| The actual numbers depend on the state of the economy, but you can't just lower the one without considering the others. Historically "major tax cuts" were actually very small: https://fred.stlouisfed.org/series/FYFRGDA188S These were tax cuts on the order of 1-3% of GDP, so of course the effect on GDP growth was similarly muted. Meanwhile the baseline level of recent US GDP growth isn't 4%, it's more like 2.5%, making a 0.5% increase much more significant for such a small tax cut, so it's not absurd that a hypothetical doubling of the growth rate could result from a hypothetical 15% of GDP reduction in taxes. The hypothetical was just using larger numbers on multiple dimensions. You get a similar payback period if you use smaller numbers all around, e.g. a reduction in the overall tax rate from 23% to 21.5% resulting in an increase in the GDP growth rate from 2.5% to 3%. Moreover, the exact rate is difficult to calculate given limited data (and depends on changing factors in the economy), but the point is the existence of the effect.
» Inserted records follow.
//! goaltrack CLI - Entry point
//!
//! Usage: goaltrack <command> [options]

use anyhow::Result;
use clap::Parser;
use tracing_subscriber::{layer::SubscriberExt, util::SubscriberInitExt, EnvFilter};

use goaltrack::cli::{Cli, Commands};
use goaltrack::config::Config;

#[tokio::main]
async fn main() -> Result<()> {
    // Pick up GEMINI_API_KEY and friends from ./.env
    dotenvy::dotenv().ok();

    // Initialize tracing
    tracing_subscriber::registry()
        .with(tracing_subscriber::fmt::layer().with_writer(std::io::stderr))
        .with(
            EnvFilter::try_from_default_env()
                .unwrap_or_else(|_| EnvFilter::new("goaltrack=info,tower_http=info")),
        )
        .init();

    // Parse CLI arguments
    let cli = Cli::parse();
    let load_config = || Config::load_with(cli.config.as_deref());

    // Run command; `config` edits the file itself so it never loads it
    match cli.command {
        Commands::Serve(args) => goaltrack::cli::serve::run(args, &load_config()?).await,
        Commands::Ls(args) => goaltrack::cli::goals::run_ls(args, &load_config()?),
        Commands::Add(args) => goaltrack::cli::goals::run_add(args, &load_config()?),
        Commands::Rm(args) => goaltrack::cli::goals::run_rm(args, &load_config()?),
        Commands::Ask(args) => goaltrack::cli::ask::run(args, &load_config()?).await,
        Commands::Models => goaltrack::cli::models::run(&load_config()?).await,
        Commands::Config(args) => goaltrack::cli::config::run(args),
    }
}
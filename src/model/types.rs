//! Generative Language API types
//!
//! DTOs for the `generateContent` and `models` endpoints.

use serde::{Deserialize, Serialize};

// ============== generateContent ==============

/// Request body for `models/{model}:generateContent`
#[derive(Debug, Clone, Serialize, Deserialize)]
pub struct GenerateContentRequest {
    pub contents: Vec<Content>,
}

impl GenerateContentRequest {
    /// Single-turn request carrying one text prompt
    pub fn text(prompt: &str) -> Self {
        Self {
            contents: vec![Content {
                role: None,
                parts: vec![Part {
                    text: Some(prompt.to_string()),
                }],
            }],
        }
    }
}

#[derive(Debug, Clone, Serialize, Deserialize)]
pub struct Content {
    #[serde(default, skip_serializing_if = "Option::is_none")]
    pub role: Option<String>,
    #[serde(default)]
    pub parts: Vec<Part>,
}

#[derive(Debug, Clone, Serialize, Deserialize)]
pub struct Part {
    #[serde(default, skip_serializing_if = "Option::is_none")]
    pub text: Option<String>,
}

#[derive(Debug, Clone, Serialize, Deserialize)]
#[serde(rename_all = "camelCase")]
pub struct GenerateContentResponse {
    #[serde(default)]
    pub candidates: Vec<Candidate>,
    #[serde(default)]
    pub prompt_feedback: Option<PromptFeedback>,
}

impl GenerateContentResponse {
    /// Concatenated text of the first candidate
    pub fn text(&self) -> Option<String> {
        let content = self.candidates.first()?.content.as_ref()?;
        let text: String = content
            .parts
            .iter()
            .filter_map(|p| p.text.as_deref())
            .collect();
        Some(text)
    }
}

#[derive(Debug, Clone, Serialize, Deserialize)]
#[serde(rename_all = "camelCase")]
pub struct Candidate {
    #[serde(default)]
    pub content: Option<Content>,
    #[serde(default)]
    pub finish_reason: Option<String>,
}

#[derive(Debug, Clone, Serialize, Deserialize)]
#[serde(rename_all = "camelCase")]
pub struct PromptFeedback {
    #[serde(default)]
    pub block_reason: Option<String>,
}

// ============== Models ==============

#[derive(Debug, Clone, Serialize, Deserialize)]
#[serde(rename_all = "camelCase")]
pub struct ModelInfo {
    pub name: String,
    #[serde(default)]
    pub display_name: Option<String>,
    #[serde(default)]
    pub supported_generation_methods: Vec<String>,
}

impl ModelInfo {
    pub fn supports_generate_content(&self) -> bool {
        self.supported_generation_methods
            .iter()
            .any(|m| m == "generateContent")
    }
}

#[derive(Debug, Clone, Serialize, Deserialize)]
#[serde(rename_all = "camelCase")]
pub struct ModelListResponse {
    #[serde(default)]
    pub models: Vec<ModelInfo>,
    #[serde(default)]
    pub next_page_token: Option<String>,
}

// ============== Error Types ==============

/// Error envelope returned by the API
#[derive(Debug, Clone, Serialize, Deserialize)]
pub struct ApiErrorResponse {
    pub error: ApiErrorBody,
}

#[derive(Debug, Clone, Serialize, Deserialize)]
pub struct ApiErrorBody {
    #[serde(default)]
    pub code: Option<u16>,
    #[serde(default)]
    pub message: String,
    #[serde(default)]
    pub status: Option<String>,
}
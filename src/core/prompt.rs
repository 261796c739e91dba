//! Chat prompt building
//!
//! Turns a goal snapshot plus the user's question into the single text
//! prompt sent to the model:
//!
//! ```text
//! Here are the user's current saving goals:
//! - Trip: $50 of $200 (25.0%)
//!   Target date: 2025-01-01
//!
//!
//! User question: How am I doing?
//! ```

use serde_json::Value;
use thiserror::Error;

use super::goal::{Goal, FIELD_CURRENT, FIELD_DEADLINE, FIELD_NAME, FIELD_TARGET};

const PREAMBLE: &str = "Here are the user's current saving goals:\n";

#[derive(Debug, Error, PartialEq)]
pub enum PromptError {
    #[error("goal {index} is missing field '{field}'")]
    MissingField { index: usize, field: &'static str },

    #[error("goal {index} field '{field}' is not a number")]
    NotANumber { index: usize, field: &'static str },

    #[error("goal {index} has a targetAmount of zero; progress is undefined")]
    ZeroTarget { index: usize },
}

/// Context block describing the goals, empty when there are none
pub fn goals_context(goals: &[Goal]) -> Result<String, PromptError> {
    if goals.is_empty() {
        return Ok(String::new());
    }

    let mut out = String::from(PREAMBLE);
    for (index, goal) in goals.iter().enumerate() {
        let name = field(goal, index, FIELD_NAME)?;
        let current = field(goal, index, FIELD_CURRENT)?;
        let target = field(goal, index, FIELD_TARGET)?;
        let deadline = field(goal, index, FIELD_DEADLINE)?;

        let current_n = amount(current, index, FIELD_CURRENT)?;
        let target_n = amount(target, index, FIELD_TARGET)?;
        if target_n == 0.0 {
            return Err(PromptError::ZeroTarget { index });
        }
        let progress = current_n / target_n * 100.0;

        out.push_str(&format!(
            "- {}: ${} of ${} ({:.1}%)\n",
            text(name),
            current,
            target,
            progress
        ));
        out.push_str(&format!("  Target date: {}\n", text(deadline)));
    }

    Ok(out)
}

/// Full prompt: goal context, a blank line, then the question
pub fn build_prompt(message: &str, goals: &[Goal]) -> Result<String, PromptError> {
    let context = goals_context(goals)?;
    Ok(format!("{}\n\nUser question: {}", context, message))
}

fn field<'a>(goal: &'a Goal, index: usize, field: &'static str) -> Result<&'a Value, PromptError> {
    goal.get(field)
        .ok_or(PromptError::MissingField { index, field })
}

fn amount(value: &Value, index: usize, field: &'static str) -> Result<f64, PromptError> {
    value
        .as_f64()
        .ok_or(PromptError::NotANumber { index, field })
}

/// Strings print bare, anything else as JSON
fn text(value: &Value) -> String {
    match value {
        Value::String(s) => s.clone(),
        other => other.to_string(),
    }
}
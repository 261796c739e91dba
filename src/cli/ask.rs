//! `goaltrack ask` command
//!
//! Ask the model a question about the stored goals from the terminal.

use std::path::PathBuf;

use anyhow::Result;
use clap::Args;
use tracing::debug;

use super::utils::{model_client, open_store};
use crate::config::Config;
use crate::core::prompt::build_prompt;
use crate::model::GenerativeModel;

#[derive(Args, Debug)]
pub struct AskArgs {
    /// Question for the assistant
    #[arg(required = true, trailing_var_arg = true)]
    pub question: Vec<String>,

    /// Goal file (overrides config)
    #[arg(long, env = "GOALTRACK_DATA_FILE")]
    pub data_file: Option<PathBuf>,
}

pub async fn run(args: AskArgs, config: &Config) -> Result<()> {
    let client = model_client(config)?;
    let goals = open_store(config, args.data_file).load()?;

    let prompt = build_prompt(&args.question.join(" "), &goals)?;
    debug!(prompt = %prompt, "Sending prompt to model");

    let answer = client.generate(&prompt).await?;
    println!("{}", answer.trim_end());
    Ok(())
}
And it's not obvious that even quite long payback periods wouldn't be worth it, since the lower tax rate and the higher growth rate could then be sustained thereafter indefinitely. |
3% of the GDP in tax cuts is pretty enormous.
> a hypothetical 15% of GDP reduction in taxes.
For reference, total federal spending was 23% in 2022. Total government spending was 36% in 2023.
So let's say you want to cut 15 of that 36%. That would mean cutting all of health care + all of pensions, or all of health care + all of education. Or defense + pensions + infrastructure. Good luck doing that.